Off the Road 

What happens when your ramblings lead to an office desk.

The travel gods are checking in on me tonight.

I didn't summon them. They just swirl around me on occasion. If I were feeling antsy, I'd say they were calling me. Sentimental, I'd say they miss me. Settled, I'd say they annoy me, like old college friends saying "Let's go get wasted!"

But I don't feel any of these emotions. The travel gods have come around, instead, like ghosts, for reasons unknown. I was minding my own business at home, checking e-mails, when suddenly "the shack" jumped out at me from an e-mail's subject line. The shack in question was a refuge from the mind-numbing activity at an Alaskan cannery, a place where brain-dead "slime line" workers might mingle with filthy dockhands, share a pipe or a bottle, and bang some drums.

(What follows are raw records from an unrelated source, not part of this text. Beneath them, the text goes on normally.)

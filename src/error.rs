use thiserror::Error;

#[derive(Debug, Error)]
pub enum ReconError {
    #[error("Invalid amount: {0}")]
    InvalidAmount(String),

    #[error("Invalid date: {0}")]
    InvalidDate(String),

    #[error("Reconciliation error: {0}")]
    Reconciliation(anyhow::Error),

    #[error("Configuration error: {0}")]
    Configuration(anyhow::Error),
}
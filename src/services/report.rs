//! Report aggregation.
//!
//! Pure assembly of the resolver's assignment set into the exportable,
//! audit-ready report. Scores are carried through, never recomputed.

use crate::models::{
    AssignmentKind, BankTransactionRecord, InvoiceRecord, MatchAssignment, MatchTier,
    MatchedEntry, PartialLeg, PartialMatchGroup, ReconciliationReport, ReportSummary,
    UnprocessableRecord,
};
use std::collections::{BTreeMap, HashMap};
use uuid::Uuid;

/// Build the report for one tenant's finished run.
pub fn build_report(
    tenant_id: Uuid,
    assignments: &[MatchAssignment],
    invoices: &[InvoiceRecord],
    transactions: &[BankTransactionRecord],
    unprocessable: Vec<UnprocessableRecord>,
) -> ReconciliationReport {
    let invoice_index: HashMap<&str, &InvoiceRecord> = invoices
        .iter()
        .map(|i| (i.source_id.as_str(), i))
        .collect();
    let transaction_index: HashMap<&str, &BankTransactionRecord> = transactions
        .iter()
        .map(|t| (t.transaction_id.as_str(), t))
        .collect();

    let mut matched = Vec::new();
    let mut unmatched_invoices = Vec::new();
    let mut unmatched_transactions = Vec::new();
    let mut partial_legs: Vec<&MatchAssignment> = Vec::new();

    for assignment in assignments {
        match (assignment.kind, assignment.tier) {
            (AssignmentKind::PartialPayment, _) => partial_legs.push(assignment),
            (AssignmentKind::OneToOne, MatchTier::Unmatched) => {
                if let Some(id) = &assignment.invoice_id {
                    if let Some(invoice) = invoice_index.get(id.as_str()) {
                        unmatched_invoices.push((*invoice).clone());
                    }
                }
                if let Some(id) = &assignment.transaction_id {
                    if let Some(txn) = transaction_index.get(id.as_str()) {
                        unmatched_transactions.push((*txn).clone());
                    }
                }
            }
            (AssignmentKind::OneToOne, _) => {
                let (Some(invoice_id), Some(transaction_id)) =
                    (&assignment.invoice_id, &assignment.transaction_id)
                else {
                    continue;
                };
                let (Some(invoice), Some(txn)) = (
                    invoice_index.get(invoice_id.as_str()),
                    transaction_index.get(transaction_id.as_str()),
                ) else {
                    continue;
                };
                matched.push(MatchedEntry {
                    invoice: (*invoice).clone(),
                    transaction: (*txn).clone(),
                    tier: assignment.tier,
                    confidence: assignment.confidence,
                    name_score: assignment.name_score,
                    amount_delta_minor: assignment.amount_delta_minor,
                    inferred_fee_minor: assignment.inferred_fee_minor,
                });
            }
        }
    }

    let partial = group_partial_legs(&partial_legs, &invoice_index, &transaction_index);

    let total_invoiced_minor: i64 = invoices.iter().map(|i| i.amount_minor).sum();
    let total_matched_invoice_minor: i64 = matched.iter().map(|m| m.invoice.amount_minor).sum::<i64>()
        + partial.iter().map(|g| g.total_invoiced_minor).sum::<i64>();
    let total_unmatched_invoice_minor: i64 =
        unmatched_invoices.iter().map(|i| i.amount_minor).sum();
    let total_unmatched_transaction_minor: i64 = unmatched_transactions
        .iter()
        .map(|t| t.amount_minor.abs())
        .sum();

    let summary = ReportSummary {
        invoice_count: invoices.len(),
        transaction_count: transactions.len(),
        matched_count: matched.len(),
        partial_group_count: partial.len(),
        unmatched_invoice_count: unmatched_invoices.len(),
        unmatched_transaction_count: unmatched_transactions.len(),
        unprocessable_count: unprocessable.len(),
        total_invoiced_minor,
        total_matched_invoice_minor,
        total_unmatched_invoice_minor,
        total_unmatched_transaction_minor,
    };

    ReconciliationReport {
        tenant_id,
        matched,
        partial,
        unmatched_invoices,
        unmatched_transactions,
        unprocessable,
        summary,
    }
}

/// Rebuild one-to-many groups from flat partial-payment assignments.
/// Legs sharing an invoice form an invoice-anchored group; the remainder
/// share a transaction.
fn group_partial_legs(
    legs: &[&MatchAssignment],
    invoice_index: &HashMap<&str, &InvoiceRecord>,
    transaction_index: &HashMap<&str, &BankTransactionRecord>,
) -> Vec<PartialMatchGroup> {
    let mut by_invoice: BTreeMap<&str, Vec<&MatchAssignment>> = BTreeMap::new();
    for leg in legs {
        if let Some(invoice_id) = &leg.invoice_id {
            by_invoice.entry(invoice_id.as_str()).or_default().push(leg);
        }
    }

    let mut groups = Vec::new();
    let mut txn_anchored: BTreeMap<&str, Vec<&MatchAssignment>> = BTreeMap::new();

    for group_legs in by_invoice.into_values() {
        if group_legs.len() > 1 {
            groups.push(build_group(&group_legs, invoice_index, transaction_index));
        } else if let Some(transaction_id) = &group_legs[0].transaction_id {
            txn_anchored
                .entry(transaction_id.as_str())
                .or_default()
                .push(group_legs[0]);
        }
    }

    for (_, group_legs) in txn_anchored {
        groups.push(build_group(&group_legs, invoice_index, transaction_index));
    }

    groups
}

fn build_group(
    legs: &[&MatchAssignment],
    invoice_index: &HashMap<&str, &InvoiceRecord>,
    transaction_index: &HashMap<&str, &BankTransactionRecord>,
) -> PartialMatchGroup {
    let mut invoices: Vec<InvoiceRecord> = Vec::new();
    let mut transactions: Vec<BankTransactionRecord> = Vec::new();
    let mut out_legs = Vec::new();

    for leg in legs {
        let (Some(invoice_id), Some(transaction_id)) = (&leg.invoice_id, &leg.transaction_id)
        else {
            continue;
        };
        if let Some(invoice) = invoice_index.get(invoice_id.as_str()) {
            if !invoices.iter().any(|i| &i.source_id == invoice_id) {
                invoices.push((*invoice).clone());
            }
        }
        if let Some(txn) = transaction_index.get(transaction_id.as_str()) {
            if !transactions.iter().any(|t| &t.transaction_id == transaction_id) {
                transactions.push((*txn).clone());
            }
        }
        out_legs.push(PartialLeg {
            invoice_id: invoice_id.clone(),
            transaction_id: transaction_id.clone(),
            tier: leg.tier,
            confidence: leg.confidence,
            name_score: leg.name_score,
        });
    }

    let total_invoiced_minor: i64 = invoices.iter().map(|i| i.amount_minor).sum();
    let total_paid_minor: i64 = transactions.iter().map(|t| t.amount_minor.abs()).sum();

    PartialMatchGroup {
        invoices,
        transactions,
        legs: out_legs,
        total_invoiced_minor,
        total_paid_minor,
        residual_minor: total_invoiced_minor - total_paid_minor,
    }
}
//! Conflict resolution, determinism, and one-to-many scenarios.

mod common;

use common::{engine, invoice, transaction};
use reconciliation_core::models::{MatchTier, RawBankTransaction, RawInvoice};
use std::collections::HashSet;
use uuid::Uuid;

#[test]
fn assignments_are_conflict_free() {
    let tenant = Uuid::new_v4();
    let report = engine()
        .reconcile_tenant(
            tenant,
            &[
                invoice(&tenant, "inv-a", "Acme Corp", "50.00", "2024-03-01"),
                invoice(&tenant, "inv-b", "Acme Corp", "50.00", "2024-03-01"),
            ],
            &[
                transaction(&tenant, "txn-a", "ACME CORP", "50.00", "2024-03-01"),
                transaction(&tenant, "txn-b", "ACME CORP", "50.00", "2024-03-01"),
            ],
        )
        .unwrap();

    assert_eq!(report.matched.len(), 2);
    let invoice_ids: HashSet<&str> = report
        .matched
        .iter()
        .map(|m| m.invoice.source_id.as_str())
        .collect();
    let transaction_ids: HashSet<&str> = report
        .matched
        .iter()
        .map(|m| m.transaction.transaction_id.as_str())
        .collect();
    assert_eq!(invoice_ids.len(), 2);
    assert_eq!(transaction_ids.len(), 2);

    // Indistinguishable candidates break ties by identifier.
    assert_eq!(report.matched[0].invoice.source_id, "inv-a");
    assert_eq!(report.matched[0].transaction.transaction_id, "txn-a");
}

#[test]
fn higher_tier_wins_over_higher_confidence() {
    let tenant = Uuid::new_v4();
    // The fee-adjusted candidate posts on the due date and carries the
    // higher composite; the exact candidate posts four days late. Tier
    // ordering must still prefer the exact pairing.
    let report = engine()
        .reconcile_tenant(
            tenant,
            &[invoice(&tenant, "inv-1", "Acme Corp", "100.00", "2024-03-01")],
            &[
                transaction(&tenant, "txn-exact", "ACME CORP", "100.00", "2024-03-05"),
                transaction(&tenant, "txn-fee", "ACME CORP", "96.80", "2024-03-01"),
            ],
        )
        .unwrap();

    assert_eq!(report.matched.len(), 1);
    assert_eq!(report.matched[0].tier, MatchTier::Exact);
    assert_eq!(report.matched[0].transaction.transaction_id, "txn-exact");
    assert_eq!(report.unmatched_transactions.len(), 1);
    assert_eq!(
        report.unmatched_transactions[0].transaction_id,
        "txn-fee"
    );
}

fn permutation_fixture(tenant: &Uuid) -> (Vec<RawInvoice>, Vec<RawBankTransaction>) {
    let invoices = vec![
        invoice(tenant, "inv-1", "Acme Corp", "50.00", "2024-03-01"),
        invoice(tenant, "inv-2", "Globex Ltd", "100.00", "2024-03-04"),
        invoice(tenant, "inv-3", "Initech LLC", "75.25", "2024-03-06"),
        invoice(tenant, "inv-4", "Wayne Enterprises", "20.00", "2024-03-08"),
    ];
    let transactions = vec![
        transaction(tenant, "txn-1", "ACME CORP", "50.00", "2024-03-02"),
        transaction(tenant, "txn-2", "GLOBEX", "96.80", "2024-03-05"),
        transaction(tenant, "txn-3", "INITECH PAYMENT", "75.25", "2024-03-06"),
        transaction(tenant, "txn-4", "STARK INDUSTRIES", "11.11", "2024-03-09"),
    ];
    (invoices, transactions)
}

#[test]
fn rerunning_identical_input_is_idempotent() {
    let tenant = Uuid::new_v4();
    let engine = engine();
    let (invoices, transactions) = permutation_fixture(&tenant);

    let first = engine
        .reconcile_tenant(tenant, &invoices, &transactions)
        .unwrap();
    let second = engine
        .reconcile_tenant(tenant, &invoices, &transactions)
        .unwrap();

    assert_eq!(*first, *second);
}

#[test]
fn input_permutation_does_not_change_the_outcome() {
    let tenant = Uuid::new_v4();
    let engine = engine();
    let (mut invoices, mut transactions) = permutation_fixture(&tenant);

    let baseline = engine
        .reconcile_tenant(tenant, &invoices, &transactions)
        .unwrap();

    invoices.reverse();
    transactions.reverse();
    invoices.swap(0, 2);
    let shuffled = engine
        .reconcile_tenant(tenant, &invoices, &transactions)
        .unwrap();

    assert_eq!(baseline.matched, shuffled.matched);
    assert_eq!(baseline.partial, shuffled.partial);
    assert_eq!(baseline.unmatched_invoices, shuffled.unmatched_invoices);
    assert_eq!(
        baseline.unmatched_transactions,
        shuffled.unmatched_transactions
    );
}

#[test]
fn partial_payments_summing_to_the_invoice_form_a_group() {
    let tenant = Uuid::new_v4();
    let report = engine()
        .reconcile_tenant(
            tenant,
            &[invoice(&tenant, "inv-1", "Globex Ltd", "100.00", "2024-03-01")],
            &[
                transaction(&tenant, "txn-a", "GLOBEX PAYMENT", "60.00", "2024-03-01"),
                transaction(&tenant, "txn-b", "GLOBEX PAYMENT", "40.00", "2024-03-01"),
            ],
        )
        .unwrap();

    assert!(report.matched.is_empty());
    assert_eq!(report.partial.len(), 1);
    let group = &report.partial[0];
    assert_eq!(group.invoices.len(), 1);
    assert_eq!(group.transactions.len(), 2);
    assert_eq!(group.legs.len(), 2);
    assert_eq!(group.total_paid_minor, 10_000);
    assert_eq!(group.residual_minor, 0);
    assert!(report.unmatched_invoices.is_empty());
    assert!(report.unmatched_transactions.is_empty());
}

#[test]
fn one_transaction_settling_two_invoices_forms_a_group() {
    let tenant = Uuid::new_v4();
    let report = engine()
        .reconcile_tenant(
            tenant,
            &[
                invoice(&tenant, "inv-a", "Initech", "30.00", "2024-03-01"),
                invoice(&tenant, "inv-b", "Initech", "70.00", "2024-03-01"),
            ],
            &[transaction(&tenant, "txn-1", "INITECH", "100.00", "2024-03-01")],
        )
        .unwrap();

    assert!(report.matched.is_empty());
    assert_eq!(report.partial.len(), 1);
    let group = &report.partial[0];
    assert_eq!(group.invoices.len(), 2);
    assert_eq!(group.transactions.len(), 1);
    assert_eq!(group.total_invoiced_minor, 10_000);
    assert_eq!(group.residual_minor, 0);
}

#[test]
fn no_partial_group_when_the_sum_does_not_reconcile() {
    let tenant = Uuid::new_v4();
    let report = engine()
        .reconcile_tenant(
            tenant,
            &[invoice(&tenant, "inv-1", "Globex Ltd", "100.00", "2024-03-01")],
            &[
                transaction(&tenant, "txn-a", "GLOBEX PAYMENT", "60.00", "2024-03-01"),
                transaction(&tenant, "txn-b", "GLOBEX PAYMENT", "30.00", "2024-03-01"),
            ],
        )
        .unwrap();

    assert!(report.partial.is_empty());
    assert_eq!(report.unmatched_invoices.len(), 1);
    assert_eq!(report.unmatched_transactions.len(), 2);
}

I went to the shack one time and wrote about it in an article that appeared on the Internet. The shack was promptly destroyed by cannery management. The guy writing me tonight was a shack veteran, though he didn't hold a grudge about the article. The shack for him was a peaceful place of togetherness that had its time and was lost; for me, it was an unfulfilled promise of connection, because I was stuck on the boats. Now, for both of us, it's a memory, a place my mind will wander off to tomorrow as I sit in my cubicle or try to focus in a meeting.

As if that weren't enough, the next e-mail was from an old friend in St. Louis. We were pals in Oregon years ago, and I once visited her when she lived in Charleston, Illinois. I was passing through on my way from Memphis to Chicago, and I borrowed her car for the day and roamed among the Amish in central Illinois. Who knew there were Amish in Illinois? We almost got to hang out in North Carolina once too, but we missed each other by a day. She said in her e-mail that she had just been in Spain, and it happens we've been to some of the same places over there.

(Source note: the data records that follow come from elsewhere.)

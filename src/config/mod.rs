//! Configuration for the reconciliation core.

use crate::error::ReconError;
use rust_decimal::Decimal;
use std::env;
use std::str::FromStr;

/// Matching configuration for one reconciliation run.
///
/// Validated once at engine construction; invalid values never surface
/// mid-run.
#[derive(Debug, Clone)]
pub struct MatcherConfig {
    /// Candidate date window around the invoice due date, in days.
    pub date_window_days: i64,
    /// Amount tolerance as a fraction of the invoice amount.
    pub fee_tolerance_pct: f64,
    /// Absolute ceiling on the amount tolerance, in minor units.
    pub fee_tolerance_cap_minor: i64,
    /// Known payment-gateway fee formulas, per currency.
    pub fee_profiles: Vec<FeeProfile>,
    pub weights: ScoreWeights,
    /// Minimum composite confidence for a candidate to survive scoring.
    pub acceptance_threshold: f64,
    /// Minimum name score for an equal-amount pair to classify as exact.
    pub exact_name_threshold: f64,
    /// Minimum name score for a fee-shaped delta to classify as
    /// fee-adjusted rather than merely fuzzy.
    pub fee_name_floor: f64,
    /// Slack when checking that partial-payment legs sum to the invoice.
    pub partial_sum_tolerance_minor: i64,
}

/// Composite score weights. Must sum to 1.0.
#[derive(Debug, Clone)]
pub struct ScoreWeights {
    pub name: f64,
    pub amount: f64,
    pub date: f64,
}

/// A percentage-plus-fixed gateway fee formula: `net = gross * (1 - percent) - fixed`.
#[derive(Debug, Clone)]
pub struct FeeProfile {
    pub currency: String,
    pub percent: Decimal,
    pub fixed_minor: i64,
    /// Rounding slack, in minor units. Gateways round per line item.
    pub tolerance_minor: i64,
}

impl Default for MatcherConfig {
    fn default() -> Self {
        Self {
            date_window_days: 7,
            fee_tolerance_pct: 0.05,
            fee_tolerance_cap_minor: 10_000,
            fee_profiles: vec![FeeProfile {
                currency: "USD".to_string(),
                percent: Decimal::new(29, 3),
                fixed_minor: 30,
                tolerance_minor: 5,
            }],
            weights: ScoreWeights {
                name: 0.4,
                amount: 0.4,
                date: 0.2,
            },
            acceptance_threshold: 0.6,
            exact_name_threshold: 0.85,
            fee_name_floor: 0.6,
            partial_sum_tolerance_minor: 100,
        }
    }
}

impl MatcherConfig {
    /// Load configuration from the environment, falling back to defaults
    /// for unset variables. Set variables must parse.
    pub fn from_env() -> Result<Self, ReconError> {
        let defaults = Self::default();

        let config = Self {
            date_window_days: env_parse("RECON_DATE_WINDOW_DAYS", defaults.date_window_days)?,
            fee_tolerance_pct: env_parse("RECON_FEE_TOLERANCE_PCT", defaults.fee_tolerance_pct)?,
            fee_tolerance_cap_minor: env_parse(
                "RECON_FEE_TOLERANCE_CAP_MINOR",
                defaults.fee_tolerance_cap_minor,
            )?,
            fee_profiles: vec![FeeProfile {
                currency: env::var("RECON_FEE_CURRENCY").unwrap_or_else(|_| "USD".to_string()),
                percent: env_parse("RECON_FEE_PERCENT", Decimal::new(29, 3))?,
                fixed_minor: env_parse("RECON_FEE_FIXED_MINOR", 30)?,
                tolerance_minor: env_parse("RECON_FEE_SLACK_MINOR", 5)?,
            }],
            weights: ScoreWeights {
                name: env_parse("RECON_NAME_WEIGHT", defaults.weights.name)?,
                amount: env_parse("RECON_AMOUNT_WEIGHT", defaults.weights.amount)?,
                date: env_parse("RECON_DATE_WEIGHT", defaults.weights.date)?,
            },
            acceptance_threshold: env_parse(
                "RECON_ACCEPTANCE_THRESHOLD",
                defaults.acceptance_threshold,
            )?,
            exact_name_threshold: env_parse(
                "RECON_EXACT_NAME_THRESHOLD",
                defaults.exact_name_threshold,
            )?,
            fee_name_floor: env_parse("RECON_FEE_NAME_FLOOR", defaults.fee_name_floor)?,
            partial_sum_tolerance_minor: env_parse(
                "RECON_PARTIAL_SUM_TOLERANCE_MINOR",
                defaults.partial_sum_tolerance_minor,
            )?,
        };

        config.validate()?;
        Ok(config)
    }

    /// Reject structurally invalid configuration before any run starts.
    pub fn validate(&self) -> Result<(), ReconError> {
        if self.date_window_days < 1 {
            return Err(config_error(format!(
                "date window must be at least one day, got {}",
                self.date_window_days
            )));
        }
        if !(self.fee_tolerance_pct > 0.0 && self.fee_tolerance_pct < 1.0) {
            return Err(config_error(format!(
                "fee tolerance fraction must be in (0, 1), got {}",
                self.fee_tolerance_pct
            )));
        }
        if self.fee_tolerance_cap_minor < 1 {
            return Err(config_error(format!(
                "fee tolerance cap must be positive, got {}",
                self.fee_tolerance_cap_minor
            )));
        }
        if self.partial_sum_tolerance_minor < 0 {
            return Err(config_error(format!(
                "partial sum tolerance must be non-negative, got {}",
                self.partial_sum_tolerance_minor
            )));
        }

        let w = &self.weights;
        for (label, value) in [("name", w.name), ("amount", w.amount), ("date", w.date)] {
            if !(0.0..=1.0).contains(&value) {
                return Err(config_error(format!(
                    "{label} weight must be in [0, 1], got {value}"
                )));
            }
        }
        if ((w.name + w.amount + w.date) - 1.0).abs() > 1e-6 {
            return Err(config_error(format!(
                "score weights must sum to 1.0, got {}",
                w.name + w.amount + w.date
            )));
        }

        for (label, value) in [
            ("acceptance threshold", self.acceptance_threshold),
            ("exact name threshold", self.exact_name_threshold),
            ("fee name floor", self.fee_name_floor),
        ] {
            if !(0.0..=1.0).contains(&value) {
                return Err(config_error(format!(
                    "{label} must be in [0, 1], got {value}"
                )));
            }
        }

        for profile in &self.fee_profiles {
            if profile.currency.len() != 3
                || !profile.currency.chars().all(|c| c.is_ascii_uppercase())
            {
                return Err(config_error(format!(
                    "fee profile currency must be a three-letter code, got {:?}",
                    profile.currency
                )));
            }
            if profile.percent < Decimal::ZERO || profile.percent >= Decimal::ONE {
                return Err(config_error(format!(
                    "fee profile percent must be in [0, 1), got {}",
                    profile.percent
                )));
            }
            if profile.fixed_minor < 0 || profile.tolerance_minor < 0 {
                return Err(config_error(format!(
                    "fee profile amounts must be non-negative for {}",
                    profile.currency
                )));
            }
        }

        Ok(())
    }

    /// Effective amount tolerance for one invoice: the configured fraction
    /// of its amount, capped by the absolute ceiling.
    pub fn fee_ceiling_minor(&self, amount_minor: i64) -> i64 {
        let fractional = (amount_minor as f64 * self.fee_tolerance_pct).round() as i64;
        fractional.min(self.fee_tolerance_cap_minor)
    }

    /// Fee profile for a currency, if one is configured.
    pub fn fee_profile(&self, currency: &str) -> Option<&FeeProfile> {
        self.fee_profiles.iter().find(|p| p.currency == currency)
    }
}

fn config_error(message: String) -> ReconError {
    ReconError::Configuration(anyhow::anyhow!(message))
}

fn env_parse<T: FromStr>(key: &str, default: T) -> Result<T, ReconError> {
    match env::var(key) {
        Ok(raw) => raw
            .parse::<T>()
            .map_err(|_| config_error(format!("{key} has invalid value {raw:?}"))),
        Err(_) => Ok(default),
    }
}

What strikes me, as I sit here recovering from my 9-to-5 at an insurance job and preparing for another, is how whatever life we're leading on any given day seems to be normal. But on nights like this, time evaporates, today's life is laid on top of yesterday's like a transparency, and the changes are clear. I wonder what the folks at the office would think if I said to them tomorrow, "You know, there was a time when not showering for a week and working waist-deep in dead salmon seemed pretty normal to me." They would probably think the same thing the folks in the shack would have thought had I told them, "I think I'll leave here and get a job in insurance."

Then again, one of those shacksters just got married. Another one is buying a house. Another one works for an investment broker. All of which makes me wonder sometimes: What did the folks in the other cubicles at work used to be into?

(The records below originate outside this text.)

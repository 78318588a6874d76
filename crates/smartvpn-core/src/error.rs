// ── Core error types ──
//
// User-facing errors from smartvpn-core. Consumers never see reqwest or
// serde errors directly; the `From<smartvpn_api::Error>` impl folds them
// into these variants. `CoreError` is `Clone` so a poller can keep the
// last failure on its feed.

use thiserror::Error;

/// Unified error type for the core crate.
#[derive(Debug, Clone, PartialEq, Eq, Error)]
pub enum CoreError {
    // ── Transport errors ─────────────────────────────────────────────
    #[error("Cannot reach backend at {url}: {reason}")]
    Unreachable { url: String, reason: String },

    #[error("Backend request timed out")]
    Timeout,

    #[error("Backend returned HTTP {status}: {message}")]
    Http { status: u16, message: String },

    #[error("Malformed backend response: {message}")]
    Malformed { message: String },

    // ── Operation errors ─────────────────────────────────────────────
    #[error("Operation rejected by backend: {message}")]
    Rejected { message: String },

    // ── Configuration errors ─────────────────────────────────────────
    #[error("Configuration error: {message}")]
    Config { message: String },
}

impl CoreError {
    /// Returns `true` if the backend could not be reached at all.
    pub fn is_unreachable(&self) -> bool {
        matches!(self, Self::Unreachable { .. } | Self::Timeout)
    }
}

// ── Conversion from transport-layer errors ───────────────────────────

impl From<smartvpn_api::Error> for CoreError {
    fn from(err: smartvpn_api::Error) -> Self {
        use smartvpn_api::{Error as ApiError, ErrorKind};

        match (err.kind(), err) {
            (_, ApiError::Http { status, message }) => CoreError::Http { status, message },
            (_, ApiError::Rejected { message }) => CoreError::Rejected { message },
            (_, ApiError::Deserialization { message, body: _ }) => {
                CoreError::Malformed { message }
            }
            (ErrorKind::Timeout, _) => CoreError::Timeout,
            (ErrorKind::Unreachable, other) => CoreError::Unreachable {
                url: other
                    .url()
                    .map_or_else(|| "<unknown>".into(), ToString::to_string),
                reason: other.to_string(),
            },
            (ErrorKind::Malformed, other) => CoreError::Malformed {
                message: other.to_string(),
            },
            (ErrorKind::Config | ErrorKind::Http | ErrorKind::Rejected, other) => {
                CoreError::Config {
                    message: other.to_string(),
                }
            }
        }
    }
}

Maybe that's why the travel gods come around sometimes. I'd like to think they miss me, but it could just be that they want to remind me that, sometimes, adventure is right around the corner, in the next cubicle. Or maybe they want to remind me that what seems normal today, even dull, might make a fine story some other day, so maybe I should learn to appreciate it.

I know I used to slog fish into the tank and think, Man, I want an office job! And now I have one. Then again, when I was backpacking around Europe more than a decade ago, I was mystified by people choosing to work in an office. Yet that's exactly what I did today. Perhaps some day I'll sit who knows where and regale people with tales of my days in insurance.

But there are more e-mails tonight. Some of them have been around for a while, but in their number are friends letting me know they finally left Cape Cod for Vermont -- while visiting them one time I scored tickets to a Red Sox playoff game -- and another from a grade school friend who has left the Philadelphia suburbs for those of Detroit. The last time I saw him we were having the supremely odd experience of eating Memphis barbecue in a New Jersey restaurant where the walls were covered with pictures of Beale Street.

Finally, there's one from a friend in Switzerland. I haven't seen her in close to a decade -- she's survived a stroke since then -- but I showed her around Memphis one time, and she keeps offering to do the same for me in Zurich. It's on my list of things to do when I win the lottery.

With all these memories swirling around me, I can't help but think, What happened? Did I grow up or something? And why do the travel gods come to torture me so? Why, in the middle of a life of cable installations and truck payments and 401(k)s, do I need to be reminded of youth hostels, train rides, and drives in the country?

Maybe they are calling me, these travel gods, and maybe they do miss me. And maybe I'm feeling just a little annoyed because I miss them too.